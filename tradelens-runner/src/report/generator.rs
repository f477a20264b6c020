//! Report orchestration: select trades, simulate every scope, build the tables.

use std::collections::{BTreeMap, BTreeSet, HashMap};
use std::sync::atomic::{AtomicBool, Ordering};
use std::sync::Arc;

use chrono::{Duration, NaiveDate};
use serde::{Deserialize, Serialize};
use thiserror::Error;
use tracing::{debug, error, info, warn};
use tradelens_core::data::{MarketData, MarketDataRequest, MarketDataSource};
use tradelens_core::domain::{AssetClass, Instrument, InstrumentId, StrategyId, Trade, TradeId};
use tradelens_core::engine::{
    run_simulation, simulation_dates, CapitalLedger, PortfolioTracker, SimulationOutcome,
    TrackerError, TrackerResult, TrackerScope,
};

use crate::report::input::ReportInput;
use crate::report::progress::ProgressSink;
use crate::report::sections::{ReportContext, SECTIONS};
use crate::report::table::ReportTable;
use crate::selection::TradeFilter;
use crate::settings::{ReportSettings, SettingsError};

/// Bumped whenever the serialized `Report` layout changes.
pub const SCHEMA_VERSION: u32 = 1;

/// Share of the progress range spent in the day loop; sections take the rest.
const SIMULATION_PROGRESS: f64 = 60.0;

#[derive(Debug, Error)]
pub enum ReportError {
    #[error("no trades match the selection")]
    NoTrades,

    #[error("no equity summaries: cannot compute returns without a capital denominator")]
    NoCapitalData,

    #[error("report generation cancelled")]
    Cancelled,

    #[error(transparent)]
    Settings(#[from] SettingsError),

    #[error(transparent)]
    Tracker(TrackerError),
}

impl From<TrackerError> for ReportError {
    fn from(e: TrackerError) -> Self {
        match e {
            TrackerError::NoCapitalData => ReportError::NoCapitalData,
            other => ReportError::Tracker(other),
        }
    }
}

/// A report section that failed. The rest of the report is still produced.
#[derive(Debug, Clone, PartialEq, Serialize, Deserialize)]
pub struct SectionError {
    pub section: String,
    pub message: String,
}

/// One headline statistic with its formatted value.
#[derive(Debug, Clone, PartialEq, Serialize, Deserialize)]
pub struct SummaryLine {
    pub stat: String,
    pub value: Option<f64>,
    pub display: Option<String>,
}

#[derive(Debug, Clone, PartialEq, Serialize, Deserialize)]
pub struct Report {
    pub schema_version: u32,
    /// First simulated date.
    pub from: NaiveDate,
    /// Last simulated date.
    pub to: NaiveDate,
    pub base_currency: String,
    pub trade_count: usize,
    pub strategies: Vec<String>,
    pub summary: Vec<SummaryLine>,
    pub tables: Vec<ReportTable>,
    pub errors: Vec<SectionError>,
    /// Instruments priced from prior-position snapshots.
    pub fallback_instruments: Vec<InstrumentId>,
}

impl Report {
    pub fn table(&self, name: &str) -> Option<&ReportTable> {
        self.tables.iter().find(|t| t.name == name)
    }

    pub fn is_complete(&self) -> bool {
        self.errors.is_empty()
    }
}

/// Runs one report over a dataset.
///
/// Progress goes to the optional sink; the optional cancel flag is checked
/// between simulated days and between sections.
pub struct ReportGenerator<'a> {
    settings: &'a ReportSettings,
    progress: Option<&'a dyn ProgressSink>,
    cancel: Option<&'a AtomicBool>,
}

impl<'a> ReportGenerator<'a> {
    pub fn new(settings: &'a ReportSettings) -> Self {
        Self {
            settings,
            progress: None,
            cancel: None,
        }
    }

    pub fn with_progress(mut self, progress: &'a dyn ProgressSink) -> Self {
        self.progress = Some(progress);
        self
    }

    pub fn with_cancel(mut self, cancel: &'a AtomicBool) -> Self {
        self.cancel = Some(cancel);
        self
    }

    pub fn generate(
        &self,
        input: &ReportInput,
        source: &dyn MarketDataSource,
    ) -> Result<Report, ReportError> {
        self.settings.validate()?;

        self.report_progress("Selecting trades", 0.0);
        let trades = TradeFilter::from_settings(&self.settings.selection).apply(&input.trades);
        if trades.is_empty() {
            return Err(ReportError::NoTrades);
        }
        let capital = CapitalLedger::new(&input.equity_summaries)?;

        let event_dates: BTreeSet<NaiveDate> =
            trades.iter().flat_map(|t| t.event_dates()).collect();
        let (Some(&first), Some(&last_event)) = (event_dates.first(), event_dates.last()) else {
            return Err(ReportError::NoTrades);
        };
        let to = self.settings.selection.to.unwrap_or_else(|| {
            capital.dates().last().map_or(last_event, |d| d.max(last_event))
        });
        info!(trades = trades.len(), %first, %to, "generating report");

        self.report_progress("Loading market data", 2.0);
        let instruments = Arc::new(input.instrument_map());
        let mut market = self.load_market(input, &trades, source, first, to);

        let dates = simulation_dates(
            event_dates.iter().copied(),
            market.bar_dates().chain(capital.dates()),
            None,
            to,
        );
        let start_date = first - Duration::days(1);
        let start_capital = capital.yesterday(first);
        let config = Arc::new(self.settings.simulation.to_config());

        let mut by_strategy: BTreeMap<StrategyId, Vec<Trade>> = BTreeMap::new();
        for trade in &trades {
            if let Some(id) = trade.strategy_id {
                by_strategy.entry(id).or_default().push(trade.clone());
            }
        }
        let turnover: HashMap<TradeId, f64> =
            trades.iter().map(|t| (t.id, t.turnover_money())).collect();
        let trade_count = trades.len();

        let mut trackers = Vec::with_capacity(by_strategy.len() + 1);
        trackers.push(PortfolioTracker::new(
            "Total",
            TrackerScope::Total,
            trades,
            instruments.clone(),
            config.clone(),
            start_capital,
            start_date,
        ));
        for (id, strategy_trades) in by_strategy {
            trackers.push(PortfolioTracker::new(
                input.strategy_name(id),
                TrackerScope::Strategy(id),
                strategy_trades,
                instruments.clone(),
                config.clone(),
                start_capital,
                start_date,
            ));
        }

        let day_count = dates.len().max(1) as f64;
        let outcome = run_simulation(
            &mut trackers,
            &mut market,
            &capital,
            &dates,
            self.settings.simulation.parallel,
            |i, date| {
                if self.is_cancelled() {
                    return false;
                }
                let pct = 5.0 + (SIMULATION_PROGRESS - 5.0) * (i + 1) as f64 / day_count;
                self.report_progress(&format!("Simulating {date}"), pct);
                true
            },
        )?;
        if let SimulationOutcome::Stopped { at } = outcome {
            info!(%at, "simulation stopped");
            return Err(ReportError::Cancelled);
        }

        let as_of = dates.last().copied().unwrap_or(to);
        let mut results: Vec<TrackerResult> = trackers.into_iter().map(|t| t.finish(as_of)).collect();
        let strategies = results.split_off(1);
        let Some(total) = results.pop() else {
            return Err(ReportError::NoTrades);
        };

        let ctx = ReportContext {
            settings: self.settings,
            input,
            market: &market,
            total: &total,
            strategies: &strategies,
            turnover: &turnover,
        };
        let (tables, errors) = self.build_sections(&ctx)?;

        let summary = ctx
            .equity_stats(&total)
            .entries()
            .into_iter()
            .chain(ctx.trade_stats(&total).entries())
            .map(|s| SummaryLine {
                stat: s.name.to_string(),
                value: s.value,
                display: s.display(),
            })
            .collect();

        self.report_progress("Report complete", 100.0);
        Ok(Report {
            schema_version: SCHEMA_VERSION,
            from: dates.first().copied().unwrap_or(first),
            to: as_of,
            base_currency: self.settings.simulation.base_currency.clone(),
            trade_count,
            strategies: strategies.iter().map(|s| s.name.clone()).collect(),
            summary,
            tables,
            errors,
            fallback_instruments: market.fallback_instruments().to_vec(),
        })
    }

    fn load_market(
        &self,
        input: &ReportInput,
        trades: &[Trade],
        source: &dyn MarketDataSource,
        from: NaiveDate,
        to: NaiveDate,
    ) -> MarketData {
        let mut ids: BTreeSet<InstrumentId> = trades
            .iter()
            .flat_map(|t| t.orders.iter().map(|o| o.instrument_id))
            .collect();
        if let Some(benchmark) = self.settings.benchmark.instrument {
            ids.insert(benchmark);
        }
        let base_currency = &self.settings.simulation.base_currency;
        let unlisted: Vec<Instrument> = ids
            .iter()
            .filter(|id| !input.instruments.iter().any(|i| i.id == **id))
            .map(|id| {
                warn!(instrument = %id, currency = %base_currency, "no instrument record; fetching as a stock");
                Instrument::new(*id, input.instrument_symbol(*id), AssetClass::Stock)
                    .with_currency(base_currency.clone())
            })
            .collect();
        let instruments: Vec<&Instrument> = input
            .instruments
            .iter()
            .filter(|i| ids.contains(&i.id))
            .chain(unlisted.iter())
            .collect();

        let mut currencies: BTreeSet<String> =
            instruments.iter().map(|i| i.currency.clone()).collect();
        currencies.extend(
            trades
                .iter()
                .flat_map(|t| t.fx_transactions.iter().map(|fx| fx.currency.clone())),
        );

        let request = MarketDataRequest {
            instruments,
            currencies: currencies.into_iter().collect(),
            from,
            to,
            base_currency: self.settings.simulation.base_currency.clone(),
        };
        debug!(
            source = source.name(),
            instruments = request.instruments.len(),
            currencies = request.currencies.len(),
            "fetching market data"
        );
        MarketData::load(source, &request, &input.prior_positions)
    }

    fn build_sections(
        &self,
        ctx: &ReportContext<'_>,
    ) -> Result<(Vec<ReportTable>, Vec<SectionError>), ReportError> {
        let mut tables = Vec::new();
        let mut errors = Vec::new();
        let step = (100.0 - SIMULATION_PROGRESS) / SECTIONS.len() as f64;
        for (i, (name, build)) in SECTIONS.iter().enumerate() {
            if self.is_cancelled() {
                return Err(ReportError::Cancelled);
            }
            self.report_progress(&format!("Building {name}"), SIMULATION_PROGRESS + step * i as f64);
            match build(ctx) {
                Ok(built) => {
                    debug!(section = name, tables = built.len(), "section built");
                    tables.extend(built);
                }
                Err(e) => {
                    error!(section = name, error = %e, "report section failed");
                    errors.push(SectionError {
                        section: name.to_string(),
                        message: e.to_string(),
                    });
                }
            }
        }
        Ok((tables, errors))
    }

    fn report_progress(&self, message: &str, percent: f64) {
        if let Some(sink) = self.progress {
            sink.set_progress(message, percent.clamp(0.0, 100.0));
        }
    }

    fn is_cancelled(&self) -> bool {
        self.cancel.is_some_and(|c| c.load(Ordering::Relaxed))
    }
}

TASK DIRECTIONS:
Copy out every line above where "SimulationOutcome" is present.

RESPONSE TO THE EXERCISE:
    run_simulation, simulation_dates, CapitalLedger, PortfolioTracker, SimulationOutcome,
        if let SimulationOutcome::Stopped { at } = outcome {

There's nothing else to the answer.